Most telecommunication is by two local radio stations; Radio PASME, 91.3 and Radio Explorers, 88.1fm, which cover up to 120 km; mainly used by local businessmen, political leaders and traditional chiefs to disseminate their information. The District now has the reception of the three major cellular providers in the country- Airtel, Cell Z and MTN.

The town is situated in an agricultural area; farmers produce maize, cotton, sunflower, groundnut, soya beans and many other crops. Industries include two cotton ginneries, one roofing industry,a number of small scale maize millers and cooking-oil refiners, three breweries, and small scale saw-mills. Government is putting up a milling plant for prisons.

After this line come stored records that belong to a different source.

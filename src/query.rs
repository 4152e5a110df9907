//! Tabular query results and the execution seam between collector and database.

use futures::future::BoxFuture;
use std::fmt;

use crate::error::QueryError;

/// PostgreSQL type OIDs we classify. Anything not listed is `Unknown`.
pub mod oid {
    pub const BOOL: u32 = 16;
    pub const CHAR: u32 = 18;
    pub const NAME: u32 = 19;
    pub const INT8: u32 = 20;
    pub const INT2: u32 = 21;
    pub const INT4: u32 = 23;
    pub const TEXT: u32 = 25;
    pub const OID: u32 = 26;
    pub const FLOAT4: u32 = 700;
    pub const FLOAT8: u32 = 701;
    pub const BPCHAR: u32 = 1042;
    pub const VARCHAR: u32 = 1043;
    pub const NUMERIC: u32 = 1700;
}

/// Coarse classification of a column's declared type.
#[derive(Debug, Clone, Copy, PartialEq, Eq)]
pub enum ColumnClass {
    Numeric,
    Textual,
    Boolean,
    Unknown,
}

impl ColumnClass {
    pub fn from_type_oid(type_oid: u32) -> Self {
        match type_oid {
            oid::INT2 | oid::INT4 | oid::INT8 | oid::OID | oid::FLOAT4 | oid::FLOAT8
            | oid::NUMERIC => Self::Numeric,
            oid::TEXT | oid::VARCHAR | oid::BPCHAR | oid::CHAR | oid::NAME => Self::Textual,
            oid::BOOL => Self::Boolean,
            _ => Self::Unknown,
        }
    }
}

impl fmt::Display for ColumnClass {
    fn fmt(&self, f: &mut fmt::Formatter<'_>) -> fmt::Result {
        f.write_str(match self {
            Self::Numeric => "numeric",
            Self::Textual => "textual",
            Self::Boolean => "boolean",
            Self::Unknown => "unknown",
        })
    }
}

/// One column of a RowDescription.
#[derive(Debug, Clone, PartialEq, Eq)]
pub struct Column {
    pub name: String,
    pub type_oid: u32,
}

impl Column {
    pub fn new(name: impl Into<String>, type_oid: u32) -> Self {
        Self {
            name: name.into(),
            type_oid,
        }
    }

    pub fn class(&self) -> ColumnClass {
        ColumnClass::from_type_oid(self.type_oid)
    }
}

/// Result of one simple query: column metadata plus rows of raw text cells.
/// `None` is SQL NULL.
#[derive(Debug, Clone, Default, PartialEq)]
pub struct QueryResult {
    pub columns: Vec<Column>,
    pub rows: Vec<Vec<Option<String>>>,
}

impl QueryResult {
    /// First cell of the first row, if present and not NULL.
    pub fn first_value(&self) -> Option<&str> {
        self.rows.first()?.first()?.as_deref()
    }
}

/// Anything that can run a statement for a tenant.
///
/// Implementations must be safe to call concurrently: one collection cycle
/// issues one query per metric against the same tenant, and overlapping
/// scrapes may run cycles side by side.
pub trait QueryExecutor: Send + Sync {
    fn query<'a>(&'a self, sql: &'a str) -> BoxFuture<'a, Result<QueryResult, QueryError>>;

    /// Release underlying resources at process shutdown.
    fn close(&self) -> BoxFuture<'_, ()> {
        Box::pin(async {})
    }
}
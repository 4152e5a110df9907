//! Metric definitions and the observations collected for them.

use serde::Deserialize;
use std::fmt;

/// Prometheus sample type of a metric definition.
#[derive(Debug, Clone, Copy, PartialEq, Eq, Deserialize)]
#[serde(try_from = "String")]
pub enum MetricType {
    Gauge,
    Counter,
}

impl TryFrom<String> for MetricType {
    type Error = String;

    fn try_from(value: String) -> Result<Self, Self::Error> {
        match value.to_ascii_lowercase().as_str() {
            "gauge" => Ok(Self::Gauge),
            "counter" => Ok(Self::Counter),
            other => Err(format!("unknown metric_type '{other}' (expected gauge or counter)")),
        }
    }
}

impl fmt::Display for MetricType {
    fn fmt(&self, f: &mut fmt::Formatter<'_>) -> fmt::Result {
        f.write_str(match self {
            Self::Gauge => "gauge",
            Self::Counter => "counter",
        })
    }
}

/// One `[[metric]]` block: a SQL template plus tenant filters.
#[derive(Debug, Clone, PartialEq, Deserialize)]
pub struct MetricDefinition {
    pub name: String,
    pub help: String,
    pub metric_type: MetricType,
    #[serde(rename = "sql")]
    pub sql_template: String,
    #[serde(default)]
    pub tag_filter: Vec<String>,
    #[serde(default)]
    pub schema_filter: Vec<String>,
}

/// One (value, label set) pair from one tenant.
#[derive(Debug, Clone, PartialEq)]
pub struct Observation {
    pub value: f64,
    pub labels: Vec<String>,
    pub label_values: Vec<String>,
}

/// All observations for one metric definition in one collection cycle.
#[derive(Debug, Clone, PartialEq)]
pub struct MetricSnapshot {
    pub name: String,
    pub help: String,
    pub metric_type: MetricType,
    pub observations: Vec<Observation>,
}

impl MetricSnapshot {
    pub fn empty(def: &MetricDefinition) -> Self {
        Self {
            name: def.name.clone(),
            help: def.help.clone(),
            metric_type: def.metric_type,
            observations: Vec::new(),
        }
    }
}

The town has two major health facilities. A district hospital and an urban clinic. There are a few other upcoming privately owned clinics.

The town has three colleges; Ukwimi Trades and two other private colleges. nursing school is  Fairview.

The region around Petauke contains copper, amethyst, and gold. However, the minerals in the region are low grade and no serious mining investment has been made in the region. In the early 17th century, gold was mined and that contributed to high rate of slave trade. Mostly, the Swahili speaking peoples invaded the area.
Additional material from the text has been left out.